#### [EXERCISE DATA]
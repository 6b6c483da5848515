//! `lopdf` implementation of the document-library capability.

use lopdf::{Dictionary, Document, Object, ObjectId, dictionary};
use std::collections::HashMap;

use crate::config::{CompressionLevel, Config, Metadata};
use crate::error::{PdfFuseError, Result};
use crate::library::DocumentLibrary;
use crate::merge::metadata::MetadataManager;

/// PDF version written for merged documents.
const OUTPUT_PDF_VERSION: &str = "1.7";

/// Page attributes a page may inherit from its ancestors in the page tree.
const INHERITABLE_ATTRIBUTES: [&[u8]; 4] = [b"Resources", b"MediaBox", b"CropBox", b"Rotate"];

/// Page-tree depth after which a `Parent` chain is treated as cyclic.
const MAX_PAGE_TREE_DEPTH: usize = 64;

/// Document library backed by `lopdf`.
///
/// Serialization stamps the output with metadata and applies the configured
/// compression level.
///
/// # Examples
///
/// ```
/// use pdffuse::library::{DocumentLibrary, LopdfLibrary};
///
/// let library = LopdfLibrary::new();
/// let mut doc = library.create_empty_document();
/// assert!(library.page_indices(&doc).is_empty());
///
/// let bytes = library.serialize(&mut doc).unwrap();
/// assert!(bytes.starts_with(b"%PDF-"));
/// ```
#[derive(Debug, Clone, Default)]
pub struct LopdfLibrary {
    compression: CompressionLevel,
    metadata: Metadata,
    metadata_manager: MetadataManager,
}

impl LopdfLibrary {
    /// Library with default compression and no user metadata.
    pub fn new() -> Self {
        Self::default()
    }

    /// Library using the compression and metadata of `config`.
    pub fn from_config(config: &Config) -> Self {
        Self {
            compression: config.compression,
            metadata: config.metadata.clone(),
            metadata_manager: MetadataManager::new(),
        }
    }

    /// Compression level applied at serialization.
    pub fn compression(&self) -> CompressionLevel {
        self.compression
    }

    fn pages_root(document: &Document) -> Result<ObjectId> {
        document
            .catalog()
            .map_err(|e| PdfFuseError::merge_failed(format!("Failed to get catalog: {e}")))?
            .get(b"Pages")
            .and_then(Object::as_reference)
            .map_err(|e| PdfFuseError::merge_failed(format!("Failed to get pages reference: {e}")))
    }
}

impl DocumentLibrary for LopdfLibrary {
    type Document = Document;
    type PageRef = ObjectId;
    type Page = ObjectId;

    fn create_empty_document(&self) -> Document {
        let mut document = Document::with_version(OUTPUT_PDF_VERSION);

        let pages_id = document.add_object(dictionary! {
            "Type" => "Pages",
            "Kids" => Vec::<Object>::new(),
            "Count" => 0,
        });
        let catalog_id = document.add_object(dictionary! {
            "Type" => "Catalog",
            "Pages" => pages_id,
        });
        document.trailer.set("Root", catalog_id);

        document
    }

    fn load_document(&self, name: &str, bytes: &[u8]) -> Result<Document> {
        let document = Document::load_mem(bytes).map_err(|e| {
            let reason = e.to_string();
            let lowered = reason.to_lowercase();
            if lowered.contains("encrypt") || lowered.contains("password") {
                PdfFuseError::encrypted_pdf(name)
            } else {
                PdfFuseError::decode_failed(name, reason)
            }
        })?;

        Self::pages_root(&document)
            .map_err(|e| PdfFuseError::decode_failed(name, e.to_string()))?;

        tracing::debug!(
            name,
            version = %document.version,
            pages = document.get_pages().len(),
            "decoded document"
        );
        Ok(document)
    }

    fn page_indices(&self, document: &Document) -> Vec<ObjectId> {
        document.get_pages().into_values().collect()
    }

    fn copy_pages(
        &self,
        target: &mut Document,
        source: &Document,
        pages: &[ObjectId],
    ) -> Result<Vec<ObjectId>> {
        let mut copier = ObjectCopier::new(source, target);
        pages.iter().map(|&page_id| copier.copy_page(page_id)).collect()
    }

    fn add_page(&self, target: &mut Document, page: ObjectId) -> Result<()> {
        let pages_id = Self::pages_root(target)?;

        target
            .get_dictionary_mut(page)
            .map_err(|e| PdfFuseError::merge_failed(format!("Copied page is missing: {e}")))?
            .set("Parent", pages_id);

        let pages = target
            .get_dictionary_mut(pages_id)
            .map_err(|e| PdfFuseError::merge_failed(format!("Failed to get pages object: {e}")))?;

        match pages.get_mut(b"Kids") {
            Ok(Object::Array(kids)) => kids.push(Object::Reference(page)),
            Ok(_) => return Err(PdfFuseError::merge_failed("Kids is not an array")),
            Err(_) => return Err(PdfFuseError::merge_failed("Pages dictionary missing Kids array")),
        }

        let count = pages.get(b"Count").and_then(Object::as_i64).unwrap_or(0);
        pages.set("Count", Object::Integer(count + 1));

        Ok(())
    }

    fn serialize(&self, document: &mut Document) -> Result<Vec<u8>> {
        self.metadata_manager.stamp(document, &self.metadata)?;

        match self.compression {
            CompressionLevel::None => {}
            CompressionLevel::Standard => document.compress(),
            CompressionLevel::Maximum => {
                document.prune_objects();
                document.renumber_objects();
                document.compress();
            }
        }

        let mut bytes = Vec::new();
        document
            .save_to(&mut bytes)
            .map_err(|e| PdfFuseError::SerializeFailed {
                reason: e.to_string(),
            })?;
        Ok(bytes)
    }
}

/// Deep-copies objects from one document into another.
///
/// Each source object is copied at most once per copier, so resources shared
/// by several pages stay shared in the target.
struct ObjectCopier<'a> {
    source: &'a Document,
    target: &'a mut Document,
    copied: HashMap<ObjectId, ObjectId>,
}

impl<'a> ObjectCopier<'a> {
    fn new(source: &'a Document, target: &'a mut Document) -> Self {
        Self {
            source,
            target,
            copied: HashMap::new(),
        }
    }

    /// Copy one page as a standalone page object with no `Parent`.
    ///
    /// A page already reached through a reference (a link destination on an
    /// earlier page) is not copied again.
    fn copy_page(&mut self, page_id: ObjectId) -> Result<ObjectId> {
        if let Some(&copied) = self.copied.get(&page_id) {
            return Ok(copied);
        }

        let source = self.source;
        let page = source.get_dictionary(page_id).map_err(|e| {
            PdfFuseError::merge_failed(format!(
                "Failed to read page {} {}: {e}",
                page_id.0, page_id.1
            ))
        })?;

        Ok(self.copy_page_dictionary(page_id, page))
    }

    fn copy_page_dictionary(&mut self, page_id: ObjectId, page: &Dictionary) -> ObjectId {
        let mut page = page.clone();
        for key in INHERITABLE_ATTRIBUTES {
            if !page.has(key)
                && let Some(value) = self.inherited_attribute(&page, key)
            {
                page.set(key, value);
            }
        }
        page.remove(b"Parent");

        // Registered before the walk so back-references from annotations
        // resolve to this copy.
        let new_id = self.target.new_object_id();
        self.copied.insert(page_id, new_id);

        let copied = self.copy_dictionary(&page);
        self.target.objects.insert(new_id, Object::Dictionary(copied));
        new_id
    }

    fn inherited_attribute(&self, page: &Dictionary, key: &[u8]) -> Option<Object> {
        let mut parent = page.get(b"Parent").and_then(Object::as_reference).ok();

        for _ in 0..MAX_PAGE_TREE_DEPTH {
            let node = self.source.get_dictionary(parent?).ok()?;
            if let Ok(value) = node.get(key) {
                return Some(value.clone());
            }
            parent = node.get(b"Parent").and_then(Object::as_reference).ok();
        }

        None
    }

    fn copy_object(&mut self, object: &Object) -> Object {
        match object {
            Object::Reference(id) => Object::Reference(self.copy_reference(*id)),
            Object::Array(items) => {
                Object::Array(items.iter().map(|item| self.copy_object(item)).collect())
            }
            Object::Dictionary(dict) => Object::Dictionary(self.copy_dictionary(dict)),
            Object::Stream(stream) => {
                let mut copied = stream.clone();
                copied.dict = self.copy_dictionary(&stream.dict);
                Object::Stream(copied)
            }
            other => other.clone(),
        }
    }

    fn copy_dictionary(&mut self, dict: &Dictionary) -> Dictionary {
        let mut copied = Dictionary::new();
        for (key, value) in dict.iter() {
            // Page-tree links would drag the whole source tree along.
            if key.as_slice() == b"Parent" && is_page_node(value, self.source) {
                continue;
            }
            let value = self.copy_object(value);
            copied.set(key.clone(), value);
        }
        copied
    }

    fn copy_reference(&mut self, id: ObjectId) -> ObjectId {
        if let Some(&copied) = self.copied.get(&id) {
            return copied;
        }

        let source = self.source;
        let object = match source.get_object(id) {
            Ok(Object::Dictionary(dict)) if is_page_dictionary(dict) => {
                return self.copy_page_dictionary(id, dict);
            }
            Ok(object) => Some(object),
            Err(_) => None,
        };

        let new_id = self.target.new_object_id();
        self.copied.insert(id, new_id);

        let copied = object.map_or(Object::Null, |object| self.copy_object(object));
        self.target.objects.insert(new_id, copied);
        new_id
    }
}

fn is_page_node(value: &Object, source: &Document) -> bool {
    let Ok(id) = value.as_reference() else {
        return false;
    };
    source
        .get_dictionary(id)
        .ok()
        .and_then(|dict| dict.get(b"Type").ok())
        .and_then(|kind| kind.as_name().ok())
        .is_some_and(|kind| kind == b"Pages" || kind == b"Page")
}

fn is_page_dictionary(dict: &Dictionary) -> bool {
    dict.get(b"Type")
        .and_then(Object::as_name)
        .is_ok_and(|kind| kind == b"Page")
}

#### [EXERCISE INSTRUCTIONS]
Using the data above, reproduce exactly the lines from the line that contains "to this copy." through the line that contains "if let Ok(value)", including both.

#### [FINISHED EXERCISE]
        // resolve to this copy.
        let new_id = self.target.new_object_id();
        self.copied.insert(page_id, new_id);

        let copied = self.copy_dictionary(&page);
        self.target.objects.insert(new_id, Object::Dictionary(copied));
        new_id
    }

    fn inherited_attribute(&self, page: &Dictionary, key: &[u8]) -> Option<Object> {
        let mut parent = page.get(b"Parent").and_then(Object::as_reference).ok();

        for _ in 0..MAX_PAGE_TREE_DEPTH {
            let node = self.source.get_dictionary(parent?).ok()?;
            if let Ok(value) = node.get(key) {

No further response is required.